On August 26, 2010, about 0920 mountain standard time, an experimental amateur-built Finney Thorp, T-18, N467JF, descended into terrain following an in-flight loss of control while entering the downwind leg of the traffic pattern at the Cochise County Airport (P33) Willcox, Arizona. The airplane was substantially damaged and the private pilot and passenger were fatally injured. The pilot/owner was operating the airplane under the provisions of Title 14 Code of Federal Regulations Part 91. Visual meteorological conditions prevailed at the time of the personal cross country flight and no flight plan was filed. The flight originated from San Diego, California, at an undetermined time with an intended destination of P33.

A witness, who was a Certified Flight Instructor (CFI) that was flying in an airplane about 500 feet above the accident airplane, reported observing the airplane entering the traffic pattern while flying about 500 feet above ground level (agl). The airplane was observed entering a steep left turn to the downwind leg for runway 03 and subsequently entered a left descending spiral until it impacted the ground in a nose low attitude. Another witness, located at the airport, observed the accident airplane’s engine power up and the airplane initiate a left turn around midfield.

Personnel monitoring the airport’s common traffic advisory frequency (CTAF) reported hearing an unintelligible distress radio transmission around the time of the accident.

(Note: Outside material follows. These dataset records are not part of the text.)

// author: kodeholic (powered by Claude)
// Frame Analysis Pipeline — Student 세션당 1태스크
//
// 트랙의 프레임 시퀀스를 소비하면서:
//   1. 모든 프레임을 세션 비디오 탭으로 즉시 중계 (미디어 경로 비차단)
//   2. FRAME_SAMPLE_INTERVAL 프레임당 1회만 분석
//   3. 탐지 결과를 디바운스해 ActivityDetected 메시지로 방출
//
// 탐지/영속화 실패는 해당 샘플에서 "활동 없음"으로 취급하고 루프는
// 계속 돈다. 태스크 취소(teardown)는 세션 쪽 abort가 담당.

use std::sync::Arc;

use tokio::sync::mpsc;
use tokio::task::JoinHandle;
use tracing::{debug, error, trace, warn};

use crate::analysis::detector::{FaceDetector, HeadPose};
use crate::config;
use crate::error::ProctorResult;
use crate::media::engine::{FrameSource, VideoFrame, VideoTap};
use crate::sink::{ActivityKind, ActivitySink};
use crate::utils::{current_timestamp, iso_timestamp};

// ----------------------------------------------------------------------------
// [ActivityDetected] — 파이프라인 → 디스패처 메시지
// ----------------------------------------------------------------------------

/// 파이프라인은 전송 주소를 모른다 — 뷰어 조회와 알림 전송은
/// 이 메시지를 소비하는 디스패처 몫이다.
#[derive(Debug, Clone)]
pub struct ActivityDetected {
    pub student_id: String,
    pub activity:   ActivityKind,
    pub timestamp:  String,
    pub id:         u64,
}

pub type ActivityTx = mpsc::Sender<ActivityDetected>;

// ----------------------------------------------------------------------------
// [파이프라인]
// ----------------------------------------------------------------------------

/// 파이프라인 의존성 묶음 — 세션 teardown 시 태스크째 abort된다
pub struct PipelineContext {
    pub student_id:  String,
    pub detector:    Arc<dyn FaceDetector>,
    pub sink:        Arc<dyn ActivitySink>,
    pub activity_tx: ActivityTx,
}

/// 파이프라인 태스크 전용 상태 — 다른 태스크와 공유하지 않는다
#[derive(Default)]
struct PipelineState {
    frame_count:   u64,
    last_reported: Option<ActivityKind>,
}

pub fn spawn(source: Box<dyn FrameSource>, tap: VideoTap, ctx: PipelineContext) -> JoinHandle<()> {
    tokio::spawn(run(source, tap, ctx))
}

pub async fn run(mut source: Box<dyn FrameSource>, tap: VideoTap, ctx: PipelineContext) {
    debug!("[pipeline] started student={}", ctx.student_id);
    let mut state = PipelineState::default();

    while let Some(frame) = source.next_frame().await {
        // 분석 결과와 무관하게 프레임은 먼저 탭으로 흘려보낸다.
        // 구독자(감독관 릴레이)가 없으면 send 에러 — 무시.
        let _ = tap.send(frame.clone());

        state.frame_count += 1;
        if state.frame_count % config::FRAME_SAMPLE_INTERVAL != 0 {
            continue;
        }

        let activity = match analyze_sample(&frame, &ctx).await {
            Ok(activity) => activity,
            Err(e) => {
                warn!("[pipeline] sample failed student={}: {}", ctx.student_id, e);
                continue; // 이 샘플은 활동 없음으로 취급
            }
        };
        debounce_and_emit(activity, &mut state, &ctx).await;
    }

    debug!("[pipeline] track ended student={}", ctx.student_id);
}

/// 샘플 1회 분석: 무결성 검증 → 얼굴 수 분기 → 활동 분류
async fn analyze_sample(
    frame: &VideoFrame,
    ctx:   &PipelineContext,
) -> ProctorResult<Option<ActivityKind>> {
    // 빈 버퍼 / 채널 수 / 치수 불량은 탐지기까지 가지 않는다
    let packed = match frame.contiguous() {
        Some(buf) => buf,
        None => {
            warn!("[pipeline] invalid frame dropped student={}", ctx.student_id);
            return Ok(None);
        }
    };
    let packed = VideoFrame::packed(frame.width, frame.height, packed);

    let faces = ctx.detector.detect_faces(&packed).await?;
    trace!("[pipeline] faces={} student={}", faces.len(), ctx.student_id);

    match faces.len() {
        0 => Ok(Some(ActivityKind::NoFace)),
        1 => match ctx.detector.estimate_head_pose(&faces, &packed).await? {
            Some(pose) if pose != HeadPose::Center => Ok(Some(ActivityKind::LookingAway)),
            _ => Ok(None),
        },
        _ => Ok(Some(ActivityKind::MultipleFaces)),
    }
}

/// 디바운스: 직전 보고와 같은 활동은 재방출하지 않는다.
/// None(정면 복귀)은 last_reported를 리셋해 같은 활동의 재보고를 허용.
async fn debounce_and_emit(
    activity: Option<ActivityKind>,
    state:    &mut PipelineState,
    ctx:      &PipelineContext,
) {
    let kind = match activity {
        None => {
            state.last_reported = None;
            return;
        }
        Some(kind) => kind,
    };
    if state.last_reported == Some(kind) {
        return;
    }

    let timestamp = iso_timestamp();
    let id = current_timestamp();

    // 영속화 실패 시 last_reported를 갱신하지 않는다 — 다음 샘플에서 재시도
    if let Err(e) = ctx.sink.append(&ctx.student_id, kind, &timestamp).await {
        error!("[pipeline] sink append failed student={}: {}", ctx.student_id, e);
        return;
    }
    state.last_reported = Some(kind);

    let detected = ActivityDetected {
        student_id: ctx.student_id.clone(),
        activity:   kind,
        timestamp,
        id,
    };
    if ctx.activity_tx.send(detected).await.is_err() {
        warn!("[pipeline] dispatcher closed student={}", ctx.student_id);
    }
}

A Federal Aviation Administration (FAA) inspector examined the airplane at the accident site. The airplane’s wings were bent and the forward portion of the fuselage was crushed aft. No evidence of a preimpact engine malfunction was noted. All of the flight control surfaces remained attached to their respective mounts with the exception of the right flap which was only attached by the outboard hinge and exhibited impact damage. A separation was found in the left aileron's push-pull control tube which separated it from the control stick bell crack.

The left aileron push-pull control tube rod end bearing and jam nut where the separation was observed was sent to the National Transportation Safety Board (NTSB) Materials laboratory for further analysis. According to a Senior Metallurgist, optical examination of the fracture surface revealed that the separation of the aileron push-pull control tube rod end and jam nut was consistent with an overstress load. The Senior Metallurgist also observed no indication of progressive cracking or significant corrosion around the fracture surface. The surrounding structure housing the left aileron push-pull control tube rod end bearing and jam nut was buckled near the point of separation. An examination report is contained in the public docket for this accident.


The Cochise County Office of the Medical Examiner reported that the cause of death to the pilot was a result of multiple blunt force injuries.

Toxicological samples were sent to the Federal Aviation Administration, Civil Aeromedical Institute, Oklahoma City, Oklahoma. The examination was negative for all tested substances.


The Pilot Operating Handbook for the T-18 indicated that the airplane has an abrupt stall with a tendency to drop a wing, especially if uncoordinated during the stall. There is very little warning preceding the stall. Stall recovery can be quickly effected by releasing back pressure on the stick, however a secondary stall may occur when the stick is brought back after recovery from the initial stall. If the stick is brought back too abruptly, without sufficient airspeed, a secondary stall will occur.